To break this down into even simpler terms, the equation of exchange, MV=PY, is useful as a discussion tool because whatever is done to the left side of the equation ends up being done to the right assuming all else is equal. If we change this to the MM preferred version, MV=NGDP, unless V is rising enough to offset the portfolio sales in addition to all of the other Fed programs that encourage hoarding, NGDP will take a hit that will be split in some random combination between inflation and growth. Given that there is almost no sign that V is on a wild growth tear, there is nearly zero chance of the inflation target being approached, let alone hit, and the selloff option appears to be an odd game of monetary Russian Rolette with 5 bullets in the chamber instead of one. Either inflation or growth suffer with almost no upside.

If the inflation target is symmetrical as claimed, and PCE core has not approached 2% for several years, the question of when the Fed will comply with its interpretation of its legislated mandates is still as open and unaddressed as ever because in order to average 2% inflation over the medium term, PCE inflation must spend as much time above target as it does below. But all we get is below with the actions voted for in the latest meeting sending more likely than not to send it in the wrong direction. The only reliable longer term outcome is that the balance sheet will inevitably end up larger with almost nothing to show for it but chaos and heartbreak mixed in for the rest of us.
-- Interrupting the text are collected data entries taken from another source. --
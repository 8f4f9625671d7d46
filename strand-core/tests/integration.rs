//! Integration Tests for the Binding Engine
//!
//! These tests drive whole instances through their lifecycle and check that
//! metadata, bootstrap, managed subscriptions and component state agree.

use std::sync::atomic::{AtomicUsize, Ordering};
use std::sync::Arc;

use parking_lot::Mutex;
use serde_json::json;

use strand_core::binding::{declare_hook, is_destroyed, Instance, Lifecycle, LifecycleHook};
use strand_core::metadata::{
    declare_event, declare_state, ChannelOptions, ClassBuilder, ClassToken, FieldSpec, STATES,
};
use strand_core::stream::{compose, wait_for, Observable, ReplaySubject};
use strand_core::{BindError, ChannelAccess, Value};

fn recorder() -> (Arc<Mutex<Vec<Value>>>, impl Fn(&Value) + Send + Sync + 'static) {
    let values = Arc::new(Mutex::new(Vec::new()));
    let sink = Arc::clone(&values);
    (values, move |value: &Value| sink.lock().push(value.clone()))
}

/// `Foo` with a writable `count` and a getter-backed `label`.
fn foo_class() -> ClassToken {
    let class = ClassBuilder::new("Foo")
        .field(FieldSpec::getter("label", |_| json!("x")))
        .component_state()
        .build();
    declare_state(&class, "count", "count$", ChannelOptions::default().with_default(0)).unwrap();
    declare_hook(&class, LifecycleHook::OnInit, "init$").unwrap();
    declare_hook(&class, LifecycleHook::OnDestroy, "destroy$").unwrap();
    class
}

/// Component state replays the latest values and rejects writes to getters.
#[test]
fn foo_component_state_scenario() {
    let foo = Instance::new(&foo_class());
    foo.hook(LifecycleHook::OnInit).unwrap();
    let state = foo.state_ref();

    let (counts, sink) = recorder();
    let first = state.get("count").unwrap().subscribe(sink);
    assert_eq!(*counts.lock(), vec![json!(0)]);
    first.unsubscribe();

    state.set("count", 5).unwrap();
    let (counts, sink) = recorder();
    state.get("count").unwrap().subscribe(sink);
    assert_eq!(*counts.lock(), vec![json!(5)]);

    let (labels, sink) = recorder();
    state.get("label").unwrap().subscribe(sink);
    assert_eq!(*labels.lock(), vec![json!("x")]);

    let err = state.set("label", "y").unwrap_err();
    assert_eq!(
        err,
        BindError::UnknownChannel { name: "label".into(), access: ChannelAccess::Write }
    );
}

/// Writing a bound property reaches its stream, and reads see the last write.
#[test]
fn writable_property_round_trip() {
    let foo = Instance::new(&foo_class());
    let (seen, sink) = recorder();
    foo.stream("count$").unwrap().subscribe(sink);

    for n in 1..=3 {
        foo.set("count", n).unwrap();
        assert_eq!(foo.get("count").unwrap(), json!(n));
    }
    assert_eq!(*seen.lock(), vec![json!(0), json!(1), json!(2), json!(3)]);
}

/// Sibling instances own separate streams and separate lifetimes.
#[test]
fn sibling_instances_are_isolated() {
    let class = foo_class();
    let first = Instance::new(&class);
    let second = Instance::new(&class);

    let a = first.live_stream("count$").unwrap();
    let b = second.live_stream("count$").unwrap();
    assert!(!a.same_stream(&b));

    let sub_first = first.stream("count$").unwrap().subscribe(|_: &Value| {});
    let sub_second = second.stream("count$").unwrap().subscribe(|_: &Value| {});

    first.hook(LifecycleHook::OnDestroy).unwrap();
    assert!(sub_first.is_closed());
    assert!(!sub_second.is_closed());

    second.set("count", 9).unwrap();
    assert_eq!(first.get("count").unwrap(), json!(0));
}

/// Destroy closes managed subscriptions once and refuses new ones.
#[test]
fn destroy_semantics() {
    let foo = Instance::new(&foo_class());
    let destroy_events = Arc::new(AtomicUsize::new(0));
    let counter = Arc::clone(&destroy_events);
    foo.stream("destroy$").unwrap().subscribe(move |_: &Value| {
        counter.fetch_add(1, Ordering::SeqCst);
    });
    let open = foo.stream("count$").unwrap().subscribe(|_: &Value| {});

    foo.hook(LifecycleHook::OnDestroy).unwrap();
    assert!(foo.is_destroyed());
    assert!(open.is_closed());
    assert_eq!(destroy_events.load(Ordering::SeqCst), 1);

    let late = foo.stream("count$").unwrap().subscribe(|_: &Value| {});
    assert!(late.is_closed());

    // A second destroy emits nothing to closed subscribers and stays destroyed.
    foo.hook(LifecycleHook::OnDestroy).unwrap();
    assert_eq!(destroy_events.load(Ordering::SeqCst), 1);
    assert!(foo.is_destroyed());
}

/// A handed-out stream stays inert once its instance is destroyed and gone.
#[test]
fn destroyed_and_dropped_instance_stays_destroyed() {
    let foo = Instance::new(&foo_class());
    let count = foo.stream("count$").unwrap();
    let live = foo.live_stream("count$").unwrap();
    let id = foo.id();

    foo.hook(LifecycleHook::OnDestroy).unwrap();
    drop(foo);

    let (seen, sink) = recorder();
    let late = count.subscribe(sink);
    live.push(json!(1));
    assert!(late.is_closed());
    assert!(seen.lock().is_empty());
    assert!(is_destroyed(&id));
}

/// Asking for streams repeatedly does not pile up destroy watchers.
#[test]
fn repeated_stream_requests_do_not_accumulate() {
    let foo = Instance::new(&foo_class());
    let destroyed = foo.lifecycle().destroyed();
    let baseline = destroyed.observer_count();

    for _ in 0..100 {
        foo.stream("count$").unwrap();
    }
    assert_eq!(destroyed.observer_count(), baseline);

    let open = foo.stream("count$").unwrap().subscribe(|_: &Value| {});
    assert_eq!(destroyed.observer_count(), baseline + 1);
    open.unsubscribe();
    assert_eq!(destroyed.observer_count(), baseline);
}

/// Subclass declarations win over inherited ones and merging is idempotent.
#[test]
fn inheritance_merge() {
    let base = ClassBuilder::new("Base").build();
    declare_state(&base, "size", "size$", ChannelOptions::default().with_default(1)).unwrap();
    declare_state(&base, "color", "color$", ChannelOptions::default().with_default("red")).unwrap();

    let derived = ClassBuilder::new("Derived").extends(&base).build();
    declare_state(&derived, "size", "size$", ChannelOptions::default().with_default(2)).unwrap();
    declare_state(&derived, "weight", "weight$", ChannelOptions::default()).unwrap();

    STATES.merge_inherited(&derived);
    STATES.merge_inherited(&derived);
    let merged = STATES.resolve_merged(&derived);
    let channels: Vec<&str> = merged.channels().collect();
    assert_eq!(channels, vec!["size", "weight", "color"]);
    assert_eq!(merged.get("size").len(), 1);
    assert_eq!(merged.get("size")[0].default, Some(json!(2)));

    let instance = Instance::new(&derived);
    assert_eq!(instance.get("size").unwrap(), json!(2));
    assert_eq!(instance.get("color").unwrap(), json!("red"));

    let base_instance = Instance::new(&base);
    assert_eq!(base_instance.get("size").unwrap(), json!(1));
}

/// Declaring a channel over a hand-written method fails unless allowed.
#[test]
fn declaration_conflicts() {
    let class = ClassBuilder::new("Conflicted")
        .method("refresh", |_, _| Value::Null)
        .build();

    let err = declare_event(&class, "refresh", "refresh$", ChannelOptions::default()).unwrap_err();
    assert!(matches!(err, BindError::DeclarationConflict { .. }));
    declare_event(&class, "refresh", "refresh$", ChannelOptions::default().allow_existing()).unwrap();

    declare_state(&class, "mode", "mode$", ChannelOptions::default()).unwrap();
    let err = declare_event(&class, "mode", "mode_events$", ChannelOptions::default()).unwrap_err();
    assert!(matches!(err, BindError::DeclarationConflict { .. }));
}

/// `sync` mirrors two channels without feedback.
#[test]
fn sync_has_no_feedback_loop() {
    let class = ClassBuilder::new("Mirror")
        .field(FieldSpec::data("left", "a"))
        .field(FieldSpec::data("right", "b"))
        .component_state()
        .build();
    let mirror = Instance::new(&class);
    let state = mirror.state_ref();

    // Linked before resolution: takes effect once on_init runs.
    state.sync("left", "right").unwrap();
    mirror.hook(LifecycleHook::OnInit).unwrap();
    assert_eq!(mirror.get("right").unwrap(), json!("a"));

    let (rights, sink) = recorder();
    state.get("right").unwrap().subscribe(sink);
    mirror.set("left", "c").unwrap();
    mirror.set("right", "d").unwrap();

    assert_eq!(mirror.get("left").unwrap(), json!("d"));
    assert_eq!(*rights.lock(), vec![json!("a"), json!("c"), json!("d")]);
}

/// `get`, `get_all` and `set` wait for resolution; unknown names fail early.
#[test]
fn state_ref_before_and_after_resolution() {
    let foo = Instance::new(&foo_class());
    let state = foo.state_ref();

    assert!(matches!(state.get("nope"), Err(BindError::UnknownChannel { .. })));
    assert!(state.get_all(&["count", "nope"]).is_err());

    let streams = state.get_all(&["count", "label"]).unwrap();
    let (seen, sink) = recorder();
    let combined = compose(streams);
    combined.subscribe(move |values: &Vec<Value>| sink(&Value::Array(values.clone())));

    let pending = state.set("count", 2).unwrap();
    assert!(seen.lock().is_empty());
    assert!(!pending.is_resolved());

    foo.hook(LifecycleHook::OnInit).unwrap();
    assert!(pending.is_resolved());
    assert_eq!(seen.lock().first(), Some(&json!([0, "x"])));
    assert_eq!(state.current("count").unwrap(), Some(json!(2)));
}

/// A state ref that never resolves stays silent.
#[test]
fn unresolved_state_ref_is_silent() {
    let class = ClassBuilder::new("Plain").field(FieldSpec::data("n", 1)).build();
    declare_state(&class, "m", "m$", ChannelOptions::default()).unwrap();
    let plain = Instance::new(&class);
    let state = plain.state_ref();

    let (seen, sink) = recorder();
    state.get("m").unwrap().subscribe(sink);
    plain.hook(LifecycleHook::OnInit).unwrap();
    plain.set("m", 3).unwrap();

    assert!(!state.is_resolved());
    assert!(seen.lock().is_empty());
}

/// Lifecycle channels gate other streams.
#[test]
fn wait_for_init_gates_values() {
    let foo = Instance::new(&foo_class());
    let (seen, sink) = recorder();
    wait_for(foo.stream("init$").unwrap(), foo.stream("count$").unwrap()).subscribe(sink);

    foo.set("count", 4).unwrap();
    assert!(seen.lock().is_empty());

    foo.hook(LifecycleHook::OnInit).unwrap();
    foo.set("count", 6).unwrap();
    assert_eq!(*seen.lock(), vec![json!(4), json!(6)]);
}

/// External subjects can drive and follow a channel.
#[test]
fn sync_with_external_store() {
    let foo = Instance::new(&foo_class());
    foo.hook(LifecycleHook::OnInit).unwrap();
    let store = ReplaySubject::new(json!(0));

    foo.state_ref().sync_with("count", store.clone()).unwrap();
    store.next(json!(12));
    assert_eq!(foo.get("count").unwrap(), json!(12));

    foo.set("count", 13).unwrap();
    assert_eq!(store.value(), Some(json!(13)));

    foo.hook(LifecycleHook::OnDestroy).unwrap();
    store.next(json!(14));
    assert_eq!(foo.get("count").unwrap(), json!(13));
}
//! Stream Combinators
//!
//! Derived streams whose emissions depend on the emission pattern of a set
//! of inputs:
//!
//! | combinator        | fires when                                          |
//! |-------------------|-----------------------------------------------------|
//! | [`on`] / [`merge`]| any input fires                                     |
//! | [`compose`]       | every input has fired since the last emission (zip) |
//! | [`wait_for`]      | the source fires, after the gate fired once          |
//! | [`synchronize_on`]| the trigger fires and every input has a value       |
//!
//! All combinators are cold: each subscription gets its own input
//! subscriptions and its own buffers, and cancelling the returned handle
//! cancels every input subscription.

use std::collections::VecDeque;
use std::sync::atomic::{AtomicUsize, Ordering};
use std::sync::Arc;

use parking_lot::Mutex;
use smallvec::SmallVec;

use super::observable::{Observable, Observer, Stream};
use super::subscription::Subscription;

/// Input set of a combinator. Most call sites combine a handful of channels.
type Sources<T> = SmallVec<[Stream<T>; 4]>;

/// Emit whenever any input emits. Completes once every input completed,
/// so an empty input set completes immediately.
pub fn on<T, I>(sources: I) -> Stream<T>
where
    T: Clone + Send + Sync + 'static,
    I: IntoIterator<Item = Stream<T>>,
{
    let sources: Sources<T> = sources.into_iter().collect();
    Stream::from_fn(move |observer: Observer<T>| {
        if sources.is_empty() {
            observer.complete();
            return Subscription::closed();
        }
        let outer = Subscription::new();
        let remaining = Arc::new(AtomicUsize::new(sources.len()));

        for source in &sources {
            let downstream = observer.clone();
            let completer = observer.clone();
            let remaining = Arc::clone(&remaining);
            let subscription = source.subscribe_observer(Observer::with_complete(
                move |value: &T| downstream.next(value),
                move || {
                    if remaining.fetch_sub(1, Ordering::SeqCst) == 1 {
                        completer.complete();
                    }
                },
            ));
            outer.add(subscription);
        }
        outer
    })
}

/// Alias of [`on`].
pub fn merge<T, I>(sources: I) -> Stream<T>
where
    T: Clone + Send + Sync + 'static,
    I: IntoIterator<Item = Stream<T>>,
{
    on(sources)
}

/// Zip the inputs: emit one value per input, in input order, once every
/// input has produced a value not yet consumed. An empty input set
/// completes immediately.
pub fn compose<T, I>(sources: I) -> Stream<Vec<T>>
where
    T: Clone + Send + Sync + 'static,
    I: IntoIterator<Item = Stream<T>>,
{
    let sources: Sources<T> = sources.into_iter().collect();
    Stream::from_fn(move |observer: Observer<Vec<T>>| {
        if sources.is_empty() {
            observer.complete();
            return Subscription::closed();
        }
        let outer = Subscription::new();

        let queues: Arc<Mutex<SmallVec<[VecDeque<T>; 4]>>> = Arc::new(Mutex::new(
            sources.iter().map(|_| VecDeque::new()).collect(),
        ));

        for (index, source) in sources.iter().enumerate() {
            let queues = Arc::clone(&queues);
            let downstream = observer.clone();
            let subscription = source.subscribe(move |value: &T| {
                let ready = {
                    let mut queues = queues.lock();
                    queues[index].push_back(value.clone());
                    if queues.iter().all(|queue| !queue.is_empty()) {
                        Some(queues.iter_mut().filter_map(|queue| queue.pop_front()).collect::<Vec<_>>())
                    } else {
                        None
                    }
                };
                if let Some(values) = ready {
                    downstream.next(&values);
                }
            });
            outer.add(subscription);
        }
        outer
    })
}

/// Subscribe to `source` only after `gate` fires for the first time, then
/// forward every value of `source`.
///
/// Replay sources deliver their current value at the moment the gate opens.
pub fn wait_for<G, T>(gate: Stream<G>, source: Stream<T>) -> Stream<T>
where
    G: Clone + Send + Sync + 'static,
    T: Clone + Send + Sync + 'static,
{
    Stream::from_fn(move |observer: Observer<T>| {
        let outer = Subscription::new();
        let source = source.clone();
        let opened = outer.clone();
        let gate_subscription = gate.take(1).subscribe(move |_: &G| {
            if opened.is_closed() {
                return;
            }
            let subscription = source.subscribe_observer(observer.clone());
            opened.add(subscription);
        });
        outer.add(gate_subscription);
        outer
    })
}

/// On every `trigger` emission, emit the latest value of every input, once
/// all inputs have produced at least one value.
pub fn synchronize_on<G, T, I>(trigger: Stream<G>, sources: I) -> Stream<Vec<T>>
where
    G: Clone + Send + Sync + 'static,
    T: Clone + Send + Sync + 'static,
    I: IntoIterator<Item = Stream<T>>,
{
    let sources: Sources<T> = sources.into_iter().collect();
    Stream::from_fn(move |observer: Observer<Vec<T>>| {
        let outer = Subscription::new();
        let latest: Arc<Mutex<SmallVec<[Option<T>; 4]>>> =
            Arc::new(Mutex::new(sources.iter().map(|_| None).collect()));

        for (index, source) in sources.iter().enumerate() {
            let latest = Arc::clone(&latest);
            let subscription = source.subscribe(move |value: &T| {
                latest.lock()[index] = Some(value.clone());
            });
            outer.add(subscription);
        }

        let downstream = observer.clone();
        let trigger_subscription = trigger.subscribe_observer(Observer::with_complete(
            move |_: &G| {
                let values: Option<Vec<T>> = latest.lock().iter().cloned().collect();
                if let Some(values) = values {
                    downstream.next(&values);
                }
            },
            move || observer.complete(),
        ));
        outer.add(trigger_subscription);
        outer
    })
}
//! Channel Registry
//!
//! Records, per class, which channels exist and how each is bound to an
//! instance property. There are two parallel registries with the same
//! shape:
//!
//! - [`EVENTS`]: channels fired by calling a trigger method (lifecycle hooks
//!   or arbitrary named triggers). Live streams are plain subjects.
//! - [`STATES`]: channels modelling a present-tense value with a default.
//!   Live streams are replay subjects and the facade is a property accessor.
//!
//! # Maps and inheritance
//!
//! Each class owns one [`ClassMetadataMap`] per registry, stored in the
//! metadata store. A map goes from channel name to the list of descriptors
//! bound under that name: one trigger may fan out to several backing
//! properties.
//!
//! [`ChannelRegistry::merge_inherited`] copies ancestor descriptors into a
//! class's own map. Ancestor entries only fill gaps: a descriptor the class
//! declared itself (same channel and backing property) is never replaced,
//! while copies inherited by an earlier merge are refreshed. Merging is
//! idempotent and never touches an ancestor's map.
//! [`ChannelRegistry::resolve_merged`] memoizes the merge per class against
//! a global declaration generation, so repeated resolution is cheap until
//! something new is declared.

use std::sync::atomic::{AtomicU64, Ordering};
use std::sync::Arc;

use indexmap::IndexMap;
use parking_lot::RwLock;
use serde::Serialize;

use super::class::{ClassToken, FacadeKind};
use super::store::{MetadataKey, MetadataStore, TargetId};
use crate::error::{BindError, Result};
use crate::Value;

/// Bumped on every declaration; merge memos compare against it.
static DECLARATION_GENERATION: AtomicU64 = AtomicU64::new(1);

/// Which registry a channel belongs to.
#[derive(Debug, Clone, Copy, PartialEq, Eq, Hash, Serialize)]
#[serde(rename_all = "lowercase")]
pub enum ChannelKind {
    Event,
    State,
}

/// Whether a channel owns its stream or derives it from another property.
///
/// Paths are dotted: the first segment names a state channel of the same
/// instance, the remaining segments index into its JSON value.
#[derive(Debug, Clone, PartialEq, Eq, Default, Serialize)]
#[serde(tag = "mode", content = "path", rename_all = "lowercase")]
pub enum ProxyMode {
    /// The channel owns its stream.
    #[default]
    None,
    /// Read-only view of the path.
    From(String),
    /// Read/write view of the path; writes update the root value.
    Alias(String),
    /// Own stream that also receives every value of the path.
    Merge(String),
}

impl ProxyMode {
    /// Dotted path of a proxy, `None` for a plain channel.
    pub fn path(&self) -> Option<&str> {
        match self {
            ProxyMode::None => None,
            ProxyMode::From(path) | ProxyMode::Alias(path) | ProxyMode::Merge(path) => {
                Some(path.as_str())
            }
        }
    }

    /// Whether this is a proxy mode.
    pub fn is_proxy(&self) -> bool {
        !matches!(self, ProxyMode::None)
    }
}

/// Declaration-time options of a channel.
#[derive(Debug, Clone, Default)]
pub struct ChannelOptions {
    pub default: Option<Value>,
    pub read_only: bool,
    pub write_only: bool,
    pub proxy: ProxyMode,
    /// Subscriptions to this channel are not tied to the destroyed signal.
    pub unmanaged: bool,
    /// Allow the channel name to shadow a hand-written method. The facade
    /// then calls the method before emitting.
    pub allow_existing: bool,
}

impl ChannelOptions {
    /// Seed value used when the backing field is unset.
    pub fn with_default(mut self, value: impl Into<Value>) -> Self {
        self.default = Some(value.into());
        self
    }

    /// Disallow writes through the property.
    pub fn read_only(mut self) -> Self {
        self.read_only = true;
        self
    }

    /// Disallow reads through the property.
    pub fn write_only(mut self) -> Self {
        self.write_only = true;
        self
    }

    /// Derive the channel from another channel's path.
    pub fn proxy(mut self, proxy: ProxyMode) -> Self {
        self.proxy = proxy;
        self
    }

    /// Hand out the raw stream instead of a managed one.
    pub fn unmanaged(mut self) -> Self {
        self.unmanaged = true;
        self
    }

    /// Skip the conflict check against a hand-written member.
    pub fn allow_existing(mut self) -> Self {
        self.allow_existing = true;
        self
    }
}

/// Static description of one channel binding.
#[derive(Debug, Clone, PartialEq, Serialize)]
pub struct ChannelDescriptor {
    pub channel: String,
    /// Instance property holding the live stream.
    pub property: String,
    pub kind: ChannelKind,
    pub default: Option<Value>,
    pub read_only: bool,
    pub write_only: bool,
    pub proxy: ProxyMode,
    pub unmanaged: bool,
    pub allow_existing: bool,
    /// Class whose declaration produced this descriptor.
    #[serde(skip)]
    pub declared_by: TargetId,
}

impl ChannelDescriptor {
    fn new(
        kind: ChannelKind,
        channel: &str,
        property: &str,
        options: ChannelOptions,
        declared_by: TargetId,
    ) -> Self {
        Self {
            channel: channel.to_string(),
            property: property.to_string(),
            kind,
            default: options.default,
            read_only: options.read_only,
            write_only: options.write_only,
            proxy: options.proxy,
            unmanaged: options.unmanaged,
            allow_existing: options.allow_existing,
            declared_by,
        }
    }

    /// Whether the live stream replays its last value.
    pub fn replays(&self) -> bool {
        self.kind == ChannelKind::State
    }
}

/// Channel name to descriptors, in declaration order.
#[derive(Debug, Clone, Default, PartialEq)]
pub struct ClassMetadataMap {
    entries: IndexMap<String, Vec<ChannelDescriptor>>,
}

impl ClassMetadataMap {
    /// Descriptors bound under `channel`.
    pub fn get(&self, channel: &str) -> &[ChannelDescriptor] {
        self.entries.get(channel).map(Vec::as_slice).unwrap_or(&[])
    }

    /// Channel names, in declaration order.
    pub fn channels(&self) -> impl Iterator<Item = &str> {
        self.entries.keys().map(String::as_str)
    }

    /// Every descriptor of every channel.
    pub fn descriptors(&self) -> impl Iterator<Item = &ChannelDescriptor> {
        self.entries.values().flatten()
    }

    /// The descriptor whose live stream lives at `property`.
    pub fn by_property(&self, property: &str) -> Option<&ChannelDescriptor> {
        self.descriptors().find(|descriptor| descriptor.property == property)
    }

    /// Whether `channel` has any descriptor.
    pub fn contains(&self, channel: &str) -> bool {
        self.entries.contains_key(channel)
    }

    /// Number of channel names.
    pub fn len(&self) -> usize {
        self.entries.len()
    }

    /// Whether no channel is declared.
    pub fn is_empty(&self) -> bool {
        self.entries.is_empty()
    }

    /// JSON description of the map, for diagnostics.
    pub fn describe(&self) -> Value {
        serde_json::to_value(&self.entries).unwrap_or(Value::Null)
    }

    /// Insert or replace the descriptor for (channel, property).
    fn upsert(&mut self, descriptor: ChannelDescriptor) {
        let slot = self.entries.entry(descriptor.channel.clone()).or_default();
        match slot.iter_mut().find(|existing| existing.property == descriptor.property) {
            Some(existing) => *existing = descriptor,
            None => slot.push(descriptor),
        }
    }

    /// Fill gaps from an ancestor map. Returns how many descriptors changed.
    fn absorb(&mut self, ancestor: &ClassMetadataMap, owner: TargetId) -> usize {
        let mut changed = 0;
        for descriptor in ancestor.descriptors() {
            let slot = self.entries.entry(descriptor.channel.clone()).or_default();
            match slot.iter_mut().find(|existing| existing.property == descriptor.property) {
                Some(existing) if existing.declared_by == owner => {}
                Some(existing) => {
                    if *existing != *descriptor {
                        *existing = descriptor.clone();
                        changed += 1;
                    }
                }
                None => {
                    slot.push(descriptor.clone());
                    changed += 1;
                }
            }
        }
        changed
    }
}

type SharedMap = Arc<RwLock<ClassMetadataMap>>;

/// One of the two channel registries.
pub struct ChannelRegistry {
    kind: ChannelKind,
    map_key: MetadataKey,
    merged_key: MetadataKey,
}

/// Registry of event (trigger) channels.
pub const EVENTS: ChannelRegistry = ChannelRegistry {
    kind: ChannelKind::Event,
    map_key: MetadataKey::new("strand:channels:event"),
    merged_key: MetadataKey::new("strand:channels:event:merged"),
};

/// Registry of state (present-value) channels.
pub const STATES: ChannelRegistry = ChannelRegistry {
    kind: ChannelKind::State,
    map_key: MetadataKey::new("strand:channels:state"),
    merged_key: MetadataKey::new("strand:channels:state:merged"),
};

impl ChannelRegistry {
    /// Event or state.
    pub fn kind(&self) -> ChannelKind {
        self.kind
    }

    fn facade_kind(&self) -> FacadeKind {
        match self.kind {
            ChannelKind::Event => FacadeKind::Event,
            ChannelKind::State => FacadeKind::State,
        }
    }

    fn own_map(&self, class: &ClassToken) -> SharedMap {
        MetadataStore::get_own_or_init(self.map_key, class, SharedMap::default)
    }

    /// Register a channel on `class`.
    ///
    /// Fails with [`BindError::DeclarationConflict`] if `channel` names a
    /// hand-written method of `class` (unless `allow_existing` is set) or a
    /// facade of the other registry. The first declaration of a channel name
    /// on a class installs its facade.
    pub fn declare(
        &self,
        class: &ClassToken,
        channel: &str,
        property: &str,
        options: ChannelOptions,
    ) -> Result<()> {
        let conflict = || BindError::DeclarationConflict {
            class: class.name().to_string(),
            channel: channel.to_string(),
        };

        match class.own_facade(channel) {
            Some(kind) if kind != self.facade_kind() => return Err(conflict()),
            Some(_) => {}
            None => {
                if class.own_method(channel).is_some() && !options.allow_existing {
                    return Err(conflict());
                }
            }
        }

        let descriptor = ChannelDescriptor::new(self.kind, channel, property, options, class.id());
        self.own_map(class).write().upsert(descriptor);
        if class.install_facade(channel, self.facade_kind()) {
            tracing::trace!(class = %class.name(), channel, kind = ?self.kind, "facade installed");
        }
        DECLARATION_GENERATION.fetch_add(1, Ordering::SeqCst);

        tracing::debug!(class = %class.name(), channel, property, kind = ?self.kind, "channel declared");
        Ok(())
    }

    /// Copy ancestor descriptors into `class`'s own map, nearest ancestor
    /// winning. Safe to call repeatedly; ancestors' maps are only read.
    pub fn merge_inherited(&self, class: &ClassToken) {
        let Some(parent) = class.parent() else {
            return;
        };

        let inherited = self.merged_view(parent);
        let changed = self.own_map(class).write().absorb(&inherited, class.id());
        if changed > 0 {
            tracing::trace!(class = %class.name(), changed, kind = ?self.kind, "merged inherited channels");
        }
    }

    /// `class`'s own map with every ancestor folded in, computed without
    /// writing to any map.
    fn merged_view(&self, class: &ClassToken) -> ClassMetadataMap {
        let mut view = self.own_map(class).read().clone();
        if let Some(parent) = class.parent() {
            let inherited = self.merged_view(parent);
            view.absorb(&inherited, class.id());
        }
        view
    }

    /// The merged map of `class`, recomputed only after new declarations.
    pub fn resolve_merged(&self, class: &ClassToken) -> ClassMetadataMap {
        let generation = DECLARATION_GENERATION.load(Ordering::SeqCst);
        let merged_at = MetadataStore::get_own::<u64>(self.merged_key, class);
        if merged_at != Some(generation) {
            self.merge_inherited(class);
            MetadataStore::set(self.merged_key, class, generation);
        }
        self.own_map(class).read().clone()
    }

    /// Only the descriptors declared on `class` itself, without merging.
    pub fn own_snapshot(&self, class: &ClassToken) -> ClassMetadataMap {
        self.own_map(class).read().clone()
    }
}

/// Register an event channel. See [`ChannelRegistry::declare`].
pub fn declare_event(
    class: &ClassToken,
    channel: &str,
    property: &str,
    options: ChannelOptions,
) -> Result<()> {
    EVENTS.declare(class, channel, property, options)
}

/// Register a state channel. See [`ChannelRegistry::declare`].
pub fn declare_state(
    class: &ClassToken,
    channel: &str,
    property: &str,
    options: ChannelOptions,
) -> Result<()> {
    STATES.declare(class, channel, property, options)
}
As far as my recommendations go, it’s been said that the time for above target inflation should be saved for a downturn, and that while the economy is growing, that is not the time for stoking it. But I look at this as a false choice between pedal to the metal policy or what the Fed is currently doing given the state of the target history. Because the current balance sheet and inflation predicament is the result of dramatically conservative ceiling policy, there is room for middle-ground policy moderation in expectations management (perhaps instead of selling assets, some potion of them will be “forgiven”) that would generate a mild degree of above target inflation, enough to allow more assets to be sold off in mild quantities over time and bring the Fed a little closer to the 2% medium term average while still keeping the powder dry, as it were. Wanting the Fed to be more thoughtful of its impact on society and maintain some semblance of defensibly legal is not in any way radical or irresponsible.

The apparent alternative is, with the current policy choices, if the target is truly symmetrical as claimed, the true nature of black and white choices will become readily apparent – if it is even possible to generate that much inflation to bring the average up to 2% in a downturn. We need to stop making the choice that too low for too long must equal too high too fast in any sense, or we are doomed in more ways than one because choosing between black and white does not make for a healthy economy and neither is politically palatable.